Jerry, true not many College football fans in the Bay Area unless Stanford is playing Cal. But hey! Have some sympathy for those of us who are still stuck in California! Having Stanford in the B1G would have been sweet for this Husker fan!

Go Big Red!

Totally agree Lynette! As it is, I’m planning my annual visit to USC or UCLA for a Husker game day!! GBR!!!

Looking at the list of stations on the Nebraska network, I didn’t see any east of the Missouri.

I think there’s an option there to stream the games, but I’ve never tried it.

Coverage of tonight’s game starts at 3pm!

I am not necessarily against having the Big 10 come to be the Big 18 or more. However, through all of this my interest in college football is waning some. Eighteen, or more, teams in one conference? Come on.

One thing I would like to see is the NCAA make a rule that says if a team wants to be in the National Title hunt they have to be a member of a conference. That has nothing to do with what is now called the Big 10 but it has rubbed me a little wrong for quite a while. If a team doesn’t want to be in a conference then fine. They have that right.

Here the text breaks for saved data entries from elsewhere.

//! Microsoft SQL Server.
//!
//! Unlike the other images, `mcr.microsoft.com/mssql/server` only sets up
//! the `SA` login. After the container starts we wait for the server to
//! answer and then create the database, a login, and a database user that
//! owns it, all through `sqlcmd` inside the container:
//!
//! ```text
//! docker run ──► wait_for(SELECT SERVERPROPERTY) ──► CREATE DATABASE
//!                                                    CREATE LOGIN
//!                                                    CREATE USER      (USE db)
//!                                                    ALTER ROLE ...   (USE db)
//! ```

pub mod bootstrap;
pub mod classify;
pub mod escape;
pub mod password;
pub mod session;

use std::time::Duration;

use async_trait::async_trait;
use secrecy::{ExposeSecret, SecretString};
use tokio::time::Instant;

use crate::config::{MAX_STARTUP_TIMEOUT, ProvisionConfig};
use crate::process::CommandRunner;
use crate::provision::backoff::{BackoffError, RetryPolicy, wait_for};
use crate::provision::engine::{
    Capabilities, CreatedContainer, DefaultSettings, Engine, EngineKind, field,
};
use crate::provision::engines::launch;
use crate::provision::error::{ProvisionError, Result};
use crate::provision::mssql::bootstrap::{BootstrapStep, bootstrap_plan};
use crate::provision::mssql::password::{PasswordPolicyError, validate_password};
use crate::provision::mssql::session::SqlSession;
use crate::provision::progress::Progress;
use crate::provision::request::{ProvisionRequest, docker_env};

const PORT: u16 = 1433;
const IMAGE: &str = "mcr.microsoft.com/mssql/server";

/// Trivial query used to tell whether the server accepts logins.
pub const READINESS_PROBE: &str = "SELECT SERVERPROPERTY('ProductVersion')";

/// SQL Server, see <https://hub.docker.com/r/microsoft/mssql-server>.
#[derive(Debug, Clone)]
pub struct SqlServer {
    docker_bin: String,
    sqlcmd_path: String,
    startup_timeout: Duration,
    retry: RetryPolicy,
    show_progress: bool,
}

impl SqlServer {
    pub fn new(config: &ProvisionConfig) -> Self {
        Self {
            docker_bin: config.docker_bin.clone(),
            sqlcmd_path: config.sqlcmd_path.clone(),
            startup_timeout: config.startup_timeout,
            retry: config.retry.clone(),
            show_progress: true,
        }
    }

    /// Suppress the console progress indicator.
    pub fn quiet(mut self) -> Self {
        self.show_progress = false;
        self
    }

    fn run_args(&self, request: &ProvisionRequest, password: &SecretString) -> Vec<String> {
        let mut args = vec![
            "run".to_string(),
            "-e".to_string(),
            "ACCEPT_EULA=Y".to_string(),
            "--name".to_string(),
            request.container_name.clone(),
            "--hostname".to_string(),
            request.container_name.clone(),
            "-e".to_string(),
            docker_env("MSSQL_SA_PASSWORD", password.expose_secret()),
        ];
        args.extend(request.port_args(PORT));
        args.push("-d".to_string());
        args.push(format!("{IMAGE}:{}", request.image_tag));
        args
    }

    fn progress(&self, request: &ProvisionRequest) -> Progress {
        if self.show_progress {
            Progress::new(request.verbose)
        } else {
            Progress::silent()
        }
    }

    async fn bootstrap(
        &self,
        session: &SqlSession<'_>,
        plan: &[BootstrapStep],
        dry_run: bool,
        progress: &mut Progress,
    ) -> Result<()> {
        progress.set_state("Waiting for SQL Server to start").await;
        self.wait_until_ready(session, dry_run).await?;

        progress.set_state("Creating database and user").await;
        bootstrap::execute(session, plan).await
    }

    async fn wait_until_ready(&self, session: &SqlSession<'_>, dry_run: bool) -> Result<()> {
        let mut policy = self.retry.clone();
        if dry_run {
            policy.pre_delay = Duration::ZERO;
        }

        let started = Instant::now();
        let deadline = started
            .checked_add(self.startup_timeout)
            .unwrap_or_else(|| started + MAX_STARTUP_TIMEOUT);
        wait_for(&policy, deadline, move || session.run(READINESS_PROBE))
            .await
            .map_err(|e| match e {
                BackoffError::InvalidPolicy(e) => ProvisionError::InvalidRetryPolicy(e),
                BackoffError::TimedOut {
                    attempts,
                    last_error,
                } => ProvisionError::Timeout {
                    timeout: self.startup_timeout,
                    attempts,
                    last_error,
                },
            })?;

        tracing::info!(elapsed = ?started.elapsed(), "SQL Server is accepting connections");
        Ok(())
    }
}

#[async_trait]
impl Engine for SqlServer {
    fn kind(&self) -> EngineKind {
        EngineKind::Mssql
    }

    fn default_settings(&self) -> DefaultSettings {
        DefaultSettings {
            user: Some("mssql"),
            image_tag: "2022-latest",
            port: PORT,
            password: Some("Password12"),
        }
    }

    fn capabilities(&self) -> Capabilities {
        Capabilities {
            database_name: true,
            user_password: true,
        }
    }

    fn validate_password(&self, password: &str) -> std::result::Result<(), PasswordPolicyError> {
        validate_password(password)
    }

    async fn create(
        &self,
        runner: &dyn CommandRunner,
        request: &ProvisionRequest,
    ) -> Result<CreatedContainer> {
        let password = request
            .password
            .as_ref()
            .ok_or_else(|| ProvisionError::MissingParameter {
                name: "password",
                hint: "SQL Server needs an SA password".to_string(),
            })?;
        let database = field(&request.database);
        let plan = bootstrap_plan(database, field(&request.user), password.expose_secret())?;

        let created = launch(
            runner,
            &self.docker_bin,
            request,
            self.run_args(request, password),
        )
        .await?;

        let session = SqlSession::new(
            runner,
            &self.docker_bin,
            &self.sqlcmd_path,
            created.exec_target(),
            database,
            password,
        )
        .verbose(request.verbose);

        let mut progress = self.progress(request);
        let result = self
            .bootstrap(&session, &plan, request.dry_run, &mut progress)
            .await;
        progress.finish().await;

        result?;
        Ok(created)
    }
}

#[cfg(test)]
mod tests {
    use std::sync::Arc;
    use std::sync::atomic::{AtomicU32, Ordering};

    use pretty_assertions::assert_eq;

    use super::*;
    use crate::process::CommandOutput;
    use crate::testing::{FAKE_CONTAINER_ID, ScriptedRunner, login_timeout, severity_16};

    fn engine() -> SqlServer {
        let config = ProvisionConfig {
            startup_timeout: Duration::from_secs(10),
            ..ProvisionConfig::default()
        };
        SqlServer::new(&config).quiet()
    }

    fn request() -> ProvisionRequest {
        ProvisionRequest {
            container_name: "brisk-falcon".to_string(),
            database: Some("db".to_string()),
            user: Some("app".to_string()),
            password: Some(SecretString::from("Password12".to_string())),
            ports: vec!["127.0.0.1:1433".to_string()],
            image_tag: "2022-latest".to_string(),
            verbose: false,
            dry_run: false,
        }
    }

    #[tokio::test(start_paused = true)]
    async fn test_launch_then_bootstrap_in_order() {
        let runner = ScriptedRunner::succeeding();

        let created = engine().create(&runner, &request()).await.unwrap();

        assert_eq!(created.id, FAKE_CONTAINER_ID);
        let calls = runner.calls();
        assert_eq!(
            calls[0].args,
            vec![
                "run",
                "-e",
                "ACCEPT_EULA=Y",
                "--name",
                "brisk-falcon",
                "--hostname",
                "brisk-falcon",
                "-e",
                "MSSQL_SA_PASSWORD=Password12",
                "-p",
                "127.0.0.1:1433:1433",
                "-d",
                "mcr.microsoft.com/mssql/server:2022-latest",
            ]
        );
        assert!(calls[1..].iter().all(|c| c.args[1] == FAKE_CONTAINER_ID));
        assert!(calls[0].streamed);
        assert!(calls[1..].iter().all(|c| !c.streamed));
        assert_eq!(
            runner.sql_statements(),
            vec![
                READINESS_PROBE,
                "CREATE DATABASE [db]",
                "CREATE LOGIN [app] WITH PASSWORD = 'Password12'",
                "USE [db]\nCREATE USER [app] FOR LOGIN [app]",
                "USE [db]\nALTER ROLE db_owner ADD MEMBER [app]",
            ]
        );
    }

    #[tokio::test(start_paused = true)]
    async fn test_probe_retried_until_server_answers() {
        let probes = Arc::new(AtomicU32::new(0));
        let seen = Arc::clone(&probes);
        let runner = ScriptedRunner::new(move |call| match call.sql() {
            Some(READINESS_PROBE) if seen.fetch_add(1, Ordering::SeqCst) < 2 => {
                Err(login_timeout())
            }
            Some(_) => Ok(CommandOutput::default()),
            None => Ok(CommandOutput::from_stdout(FAKE_CONTAINER_ID)),
        });

        engine().create(&runner, &request()).await.unwrap();

        assert_eq!(probes.load(Ordering::SeqCst), 3);
        assert_eq!(runner.sql_statements().len(), 3 + 4);
    }

    #[tokio::test(start_paused = true)]
    async fn test_failed_create_user_stops_the_sequence() {
        let runner = ScriptedRunner::new(|call| match call.sql() {
            Some(sql) if sql.contains("CREATE USER") => {
                Ok(severity_16("User, group, or role 'app' already exists."))
            }
            Some(_) => Ok(CommandOutput::default()),
            None => Ok(CommandOutput::from_stdout(FAKE_CONTAINER_ID)),
        });

        let err = engine().create(&runner, &request()).await.unwrap_err();

        assert!(matches!(err, ProvisionError::Sql { level: 16, .. }));
        assert!(
            !runner
                .sql_statements()
                .iter()
                .any(|sql| sql.contains("ALTER ROLE"))
        );
    }

    #[tokio::test(start_paused = true)]
    async fn test_server_never_ready_times_out() {
        let runner = ScriptedRunner::new(|call| {
            if call.is_sql() {
                Err(login_timeout())
            } else {
                Ok(CommandOutput::from_stdout(FAKE_CONTAINER_ID))
            }
        });

        let started = Instant::now();
        let err = engine().create(&runner, &request()).await.unwrap_err();

        assert!(started.elapsed() <= Duration::from_secs(10));
        match err {
            ProvisionError::Timeout {
                timeout,
                attempts,
                last_error,
            } => {
                assert_eq!(timeout, Duration::from_secs(10));
                assert!(attempts >= 1);
                assert!(last_error.unwrap().contains("Login timeout expired"));
            }
            other => panic!("expected timeout, got {other:?}"),
        }
        assert!(
            runner
                .sql_statements()
                .iter()
                .all(|sql| sql == READINESS_PROBE)
        );
    }

    #[tokio::test(start_paused = true)]
    async fn test_huge_startup_timeout_does_not_overflow() {
        let config = ProvisionConfig {
            startup_timeout: Duration::MAX,
            ..ProvisionConfig::default()
        };
        let engine = SqlServer::new(&config).quiet();
        let runner = ScriptedRunner::succeeding();

        let created = engine.create(&runner, &request()).await.unwrap();

        assert_eq!(created.id, FAKE_CONTAINER_ID);
        assert_eq!(runner.sql_statements().len(), 5);
    }

    #[tokio::test]
    async fn test_unusable_database_name_launches_nothing() {
        let runner = ScriptedRunner::succeeding();
        let mut request = request();
        request.database = Some("db]; DROP LOGIN sa; --".to_string());

        let err = engine().create(&runner, &request).await.unwrap_err();

        assert!(matches!(err, ProvisionError::InvalidIdentifier(_)));
        assert!(runner.calls().is_empty());
    }

    #[tokio::test(start_paused = true)]
    async fn test_dry_run_targets_container_name() {
        let runner = ScriptedRunner::new(|_| Ok(CommandOutput::default()));
        let mut request = request();
        request.dry_run = true;

        let created = engine().create(&runner, &request).await.unwrap();

        assert_eq!(created.id, "");
        let calls = runner.calls();
        assert_eq!(calls.len(), 6);
        assert!(calls[1..].iter().all(|c| c.args[1] == "brisk-falcon"));
    }

    #[test]
    fn test_password_policy_applies() {
        let engine = engine();
        assert_eq!(
            engine.validate_password("short"),
            Err(PasswordPolicyError::TooShort { min: 10 })
        );
        assert!(engine.validate_password("Password12").is_ok());
    }
}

Just don’t expect to be a part of the National Title process.

I also would like to see the NCAA set a maximum number that can be in a conference. I know that opens other cans of worms but no situation will ever be perfect.

John Papenhagen

I have my doubts that the NCAA could pass a rule limiting the number of teams in a conference, much less have the courts uphold it.

The only significant team that is independent is Notre Dame, and they march to the beat of their own drummer, and have for decades. BYU went independent for a while but joined the Big Twelve because it was a better deal for them. As long as NBC is willing to fund Notre Dame football, they’ll never become a full-fledged conference member in football. The ACC has the inside track if they ever do decide to become a full-fledge conference member, though Notre Dame might find a way around that if they ever come to their senses and realize they belong in the Big Ten.

CTE is the 1000 pound gorilla that might eventually prevail.

Mike Nolan

CTE?

Jerry
GBR

This might work, Jerry, depending on you internet connection.

https://apps.apple.com/us/app/official-nebraska-huskers/id557572346
I think it is $5:00/year. It has the 590 radio crew . It is actually ahead of television by a play

CTE - chronic traumatic encephalopathy

Lawsuits for CTE are starting to pop up at the high school sports level. IMHO CTE is more likely to damage college football than all the conference realignment and union/pay-for-play effforts.